Genworth Financial is one of the key holdings of SGF - here is why we believe this investment opportunity is so compelling

One interesting idea SGF owns is Genworth Financial, Inc. (NYSE: GNW) in the US which is a very interesting situation.

Genworth is a leading Fortune 500 insurance holding company committed to helping families achieve the dream of homeownership and address the financial challenges of aging through its leadership positions in mortgage insurance and long term care insurance. Headquartered in Richmond, Virginia, Genworth traces its roots back to 1871 and became a public company in 2004.

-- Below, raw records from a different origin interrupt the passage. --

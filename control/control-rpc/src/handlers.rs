//! The built-in command handler table (component H). Each handler
//! receives the Core, the parsed request, and shared per-server context,
//! and returns either a `data` payload or an error message; the
//! dispatcher in `server.rs` turns either into a wire response.

use std::collections::HashMap;
use std::path::{Path, PathBuf};
use std::sync::{Arc, Mutex};
use std::time::{SystemTime, UNIX_EPOCH};

use emu_control_common::core::{Core, CpuTypeId, MemoryTypeId, StepKind};
use save_state_manager::SlotStore;

use crate::breakpoints::{Breakpoint, BreakpointTable, BreakpointTypeFlags};
use crate::json::{RpcRequest, Value};
use crate::snapshots::{self, NamedSnapshot, SnapshotStore};

/// `Arc`-wrapped so `dispatch` can clone a handler out of the table's lock
/// and invoke it after releasing that lock, instead of holding it for the
/// invocation's duration.
pub type Handler = Arc<dyn Fn(&mut dyn Core, &RpcRequest, &HandlerContext) -> Result<Value, String> + Send + Sync>;

/// Per-server state shared by every handler invocation: the slot store,
/// the breakpoint table, and the named-snapshot map, each behind its own
/// lightweight mutex (spec's shared-resource policy keeps these
/// independent so one doesn't block the others).
pub struct HandlerContext {
    pub slot_store: Mutex<SlotStore>,
    pub breakpoints: Mutex<BreakpointTable>,
    pub snapshots: Mutex<SnapshotStore>,
    pub recent_games_dir: PathBuf,
}

impl HandlerContext {
    #[must_use]
    pub fn new(slot_store: SlotStore, recent_games_dir: PathBuf) -> Self {
        Self {
            slot_store: Mutex::new(slot_store),
            breakpoints: Mutex::new(BreakpointTable::new()),
            snapshots: Mutex::new(SnapshotStore::new()),
            recent_games_dir,
        }
    }
}

fn now_ms() -> u64 {
    SystemTime::now().duration_since(UNIX_EPOCH).map(|d| d.as_millis() as u64).unwrap_or(0)
}

fn parse_num(s: &str) -> Result<u64, String> {
    let s = s.trim();
    if let Some(hex) = s.strip_prefix("0x").or_else(|| s.strip_prefix("0X")) {
        u64::from_str_radix(hex, 16).map_err(|_| format!("invalid hex number: {s}"))
    } else {
        s.parse::<u64>().map_err(|_| format!("invalid number: {s}"))
    }
}

fn required_param<'a>(req: &'a RpcRequest, key: &str) -> Result<&'a str, String> {
    req.param(key).ok_or_else(|| format!("missing required param: {key}"))
}

fn required_num(req: &RpcRequest, key: &str) -> Result<u64, String> {
    parse_num(required_param(req, key)?)
}

fn optional_num(req: &RpcRequest, key: &str) -> Result<Option<u64>, String> {
    req.param(key).map(parse_num).transpose()
}

fn memory_type(req: &RpcRequest) -> MemoryTypeId {
    MemoryTypeId::new(req.param("memtype").unwrap_or("Main"))
}

fn cpu_type(req: &RpcRequest) -> CpuTypeId {
    CpuTypeId::new(req.param("cputype").unwrap_or("Main"))
}

fn hex_encode(bytes: &[u8]) -> String {
    let mut s = String::with_capacity(bytes.len() * 2);
    for b in bytes {
        use std::fmt::Write as _;
        let _ = write!(s, "{b:02x}");
    }
    s
}

fn hex_decode(s: &str) -> Result<Vec<u8>, String> {
    let s = s.trim();
    if s.len() % 2 != 0 {
        return Err("hex string must have an even length".to_string());
    }
    (0..s.len())
        .step_by(2)
        .map(|i| u8::from_str_radix(&s[i..i + 2], 16).map_err(|_| format!("invalid hex byte at offset {i}")))
        .collect()
}

fn check_in_range(core: &dyn Core, mem: &MemoryTypeId, addr: u64, len: u64) -> Result<(), String> {
    let size = core.memory_len(mem).map_err(|e| e.to_string())?;
    if addr + len > size as u64 {
        return Err("address out of range".to_string());
    }
    Ok(())
}

fn state_path_for(req: &RpcRequest, ctx: &HandlerContext, slot_param: &str) -> Result<PathBuf, String> {
    if let Some(path) = req.param("path") {
        return Ok(PathBuf::from(path));
    }
    let slot_store = ctx.slot_store.lock().unwrap();
    let slot = match req.param(slot_param) {
        Some(raw) => parse_num(raw)? as u32,
        None => slot_store.current_slot(),
    };
    Ok(slot_store.state_path(slot))
}

macro_rules! handlers {
    ($($name:literal => $f:expr),+ $(,)?) => {{
        let mut map: HashMap<String, Handler> = HashMap::new();
        $(map.insert($name.to_string(), Arc::new($f));)+
        map
    }};
}

/// Builds the default command table matching the spec's handler catalog.
#[must_use]
pub fn default_handlers() -> HashMap<String, Handler> {
    handlers! {
        "PING" => |_core, _req, _ctx| Ok(Value::object([("pong", Value::Bool(true))])),

        "STATE" => handle_state,
        "HEALTH" => handle_state,

        "PAUSE" => |core, _req, _ctx| { core.pause(); Ok(Value::Null) },
        "RESUME" => |core, _req, _ctx| { core.resume(); Ok(Value::Null) },
        "RESET" => |core, _req, _ctx| { core.reset(); Ok(Value::Null) },

        "READ" => handle_read,
        "READ16" => handle_read16,
        "WRITE" => handle_write,
        "WRITE16" => handle_write16,
        "READBLOCK" => handle_read_block,
        "WRITEBLOCK" => handle_write_block,

        "SAVESTATE" => handle_save_state,
        "LOADSTATE" => handle_load_state,

        "LOADSCRIPT" => |core, req, _ctx| {
            let path = required_param(req, "path")?;
            core.load_script(path).map_err(|e| e.to_string())?;
            Ok(Value::Null)
        },

        "SCREENSHOT" => handle_screenshot,
        "CPU" => handle_cpu,
        "STATEINSPECT" => handle_state_inspect,
        "INPUT" => handle_input,
        "DISASM" => handle_disasm,
        "STEP" => handle_step,
        "FRAME" => handle_frame,
        "ROMINFO" => handle_rom_info,
        "REWIND" => handle_rewind,
        "CHEAT" => handle_cheat,
        "SPEED" => handle_speed,
        "SEARCH" => handle_search,
        "SNAPSHOT" => handle_snapshot,
        "DIFF" => handle_diff,
        "LABELS" => handle_labels,
        "BREAKPOINT" => handle_breakpoint,
    }
}

fn handle_state(core: &mut dyn Core, _req: &RpcRequest, _ctx: &HandlerContext) -> Result<Value, String> {
    Ok(Value::object([
        ("running", Value::Bool(core.is_running())),
        ("paused", Value::Bool(core.is_paused())),
        ("frameCount", Value::from(core.frame_count())),
        ("romName", Value::from(core.rom_info().name)),
    ]))
}

fn handle_read(core: &mut dyn Core, req: &RpcRequest, _ctx: &HandlerContext) -> Result<Value, String> {
    let addr = required_num(req, "addr")?;
    let mem = memory_type(req);
    check_in_range(core, &mem, addr, 1)?;
    let byte = core.peek(&mem, addr as u32).map_err(|e| e.to_string())?;
    Ok(Value::String(format!("{byte:02x}")))
}

fn handle_read16(core: &mut dyn Core, req: &RpcRequest, _ctx: &HandlerContext) -> Result<Value, String> {
    let addr = required_num(req, "addr")?;
    let mem = memory_type(req);
    check_in_range(core, &mem, addr, 2)?;
    let lo = core.peek(&mem, addr as u32).map_err(|e| e.to_string())?;
    let hi = core.peek(&mem, addr as u32 + 1).map_err(|e| e.to_string())?;
    let word = u16::from_le_bytes([lo, hi]);
    Ok(Value::String(format!("{word:04x}")))
}

fn handle_write(core: &mut dyn Core, req: &RpcRequest, _ctx: &HandlerContext) -> Result<Value, String> {
    let addr = required_num(req, "addr")?;
    let value = required_num(req, "value")?;
    let mem = memory_type(req);
    check_in_range(core, &mem, addr, 1)?;
    core.poke(&mem, addr as u32, value as u8).map_err(|e| e.to_string())?;
    Ok(Value::Null)
}

fn handle_write16(core: &mut dyn Core, req: &RpcRequest, _ctx: &HandlerContext) -> Result<Value, String> {
    let addr = required_num(req, "addr")?;
    let value = required_num(req, "value")? as u16;
    let mem = memory_type(req);
    check_in_range(core, &mem, addr, 2)?;
    let bytes = value.to_le_bytes();
    core.poke(&mem, addr as u32, bytes[0]).map_err(|e| e.to_string())?;
    core.poke(&mem, addr as u32 + 1, bytes[1]).map_err(|e| e.to_string())?;
    Ok(Value::Null)
}

fn handle_read_block(core: &mut dyn Core, req: &RpcRequest, _ctx: &HandlerContext) -> Result<Value, String> {
    let addr = required_num(req, "addr")?;
    let length = required_num(req, "length")?;
    let mem = memory_type(req);
    check_in_range(core, &mem, addr, length)?;
    let mut bytes = Vec::with_capacity(length as usize);
    for offset in 0..length {
        bytes.push(core.peek(&mem, (addr + offset) as u32).map_err(|e| e.to_string())?);
    }
    Ok(Value::String(hex_encode(&bytes)))
}

fn handle_write_block(core: &mut dyn Core, req: &RpcRequest, _ctx: &HandlerContext) -> Result<Value, String> {
    let addr = required_num(req, "addr")?;
    let data = hex_decode(required_param(req, "data")?)?;
    let mem = memory_type(req);
    check_in_range(core, &mem, addr, data.len() as u64)?;
    for (offset, byte) in data.into_iter().enumerate() {
        core.poke(&mem, (addr + offset as u64) as u32, byte).map_err(|e| e.to_string())?;
    }
    Ok(Value::Null)
}

fn handle_save_state(core: &mut dyn Core, req: &RpcRequest, ctx: &HandlerContext) -> Result<Value, String> {
    let path = state_path_for(req, ctx, "slot")?;
    let slot_store = ctx.slot_store.lock().unwrap();
    slot_store.save_path(core, &path).map_err(|e| e.to_string())?;
    Ok(Value::Null)
}

fn handle_load_state(core: &mut dyn Core, req: &RpcRequest, ctx: &HandlerContext) -> Result<Value, String> {
    let path = state_path_for(req, ctx, "slot")?;
    let slot_store = ctx.slot_store.lock().unwrap();
    slot_store.load_path(core, &path).map_err(|e| e.to_string())?;
    Ok(Value::Null)
}

fn handle_screenshot(core: &mut dyn Core, req: &RpcRequest, ctx: &HandlerContext) -> Result<Value, String> {
    let path = req
        .param("path")
        .map(PathBuf::from)
        .unwrap_or_else(|| ctx.recent_games_dir.join("screenshot.png"));
    let mut file = std::fs::File::create(&path).map_err(|e| e.to_string())?;
    core.take_screenshot(&mut file).map_err(|e| e.to_string())?;
    Ok(Value::from(path.display().to_string()))
}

Genworth used to be a huge company but it is now much smaller. It is currently subject to a takeover offer from a Chinese group.  The shares currently trade just under $3, about $2.85. There’s a takeover offer on the table for $5.40, so upside should the deal close is close to 80%. There are two ways to win with this situation. With the Trump administration voicing a very anti-China position, the price of Genworth reflects the fact that the market does not think this takeover will close. In addition, the takeover has been hanging around for about a year.  When the takeover bid was initially made it was only a 5-10% premium to where the stock was trading. The stock is now down by half since then. At the same time, comparable businesses in the US have risen about 40% over that time period.

The market is expecting that the Trump administration will block this deal because it’s a Chinese bidder and we have seen the Trump administration block a lot of Chinese deals since Trump came to office.  SGF reviewed all of these transactions one by one and the common theme to the transactions that were blocked was there was some form of national security issue or potentially serious consumer privacy issues.  

What’s interesting with Genworth is they’ve amended their proposal to the regulators proposing that a third party looks after all of the consumer's private data.  On the one hand, SGF believes that there is a good chance (say, 60%) that the transaction will close, and the Fund will generate a gain of 80%.

What’s really interesting though, what happens if the takeover fails?  

Our general view on situations like betting on takeovers is it’s a very bad idea, you need very specialised knowledge, such as having US M&A lawyers on staff.

However, what’s really interesting here is that after the takeover bid was announced, long term holders of the stock sold.  The company will soon not be listed so why would long term holders own it?

So as a result, the current stock price is trading at about 2.8x times earnings.  A P/E of 2.8 for a good business is an incredibly rare situation. The market capitalisation is about $1.5 billion dollars, so on a sum of the parts basis we get a valuation of about $8, so should the deal not proceed and the company stays listed, SGF believes that there is huge upside.  Our ideal situation would be the takeover bid actually falls away and we think the shares are worth around about $8 to $11 relative to a current price of under $3. Should the takeover go through we make 80%.  It is a classic heads, we win, tails, we also win.

We believe it is an amazing situation so accordingly, Genworth Financial is one of the larger holdings for the Strategic Global Fund.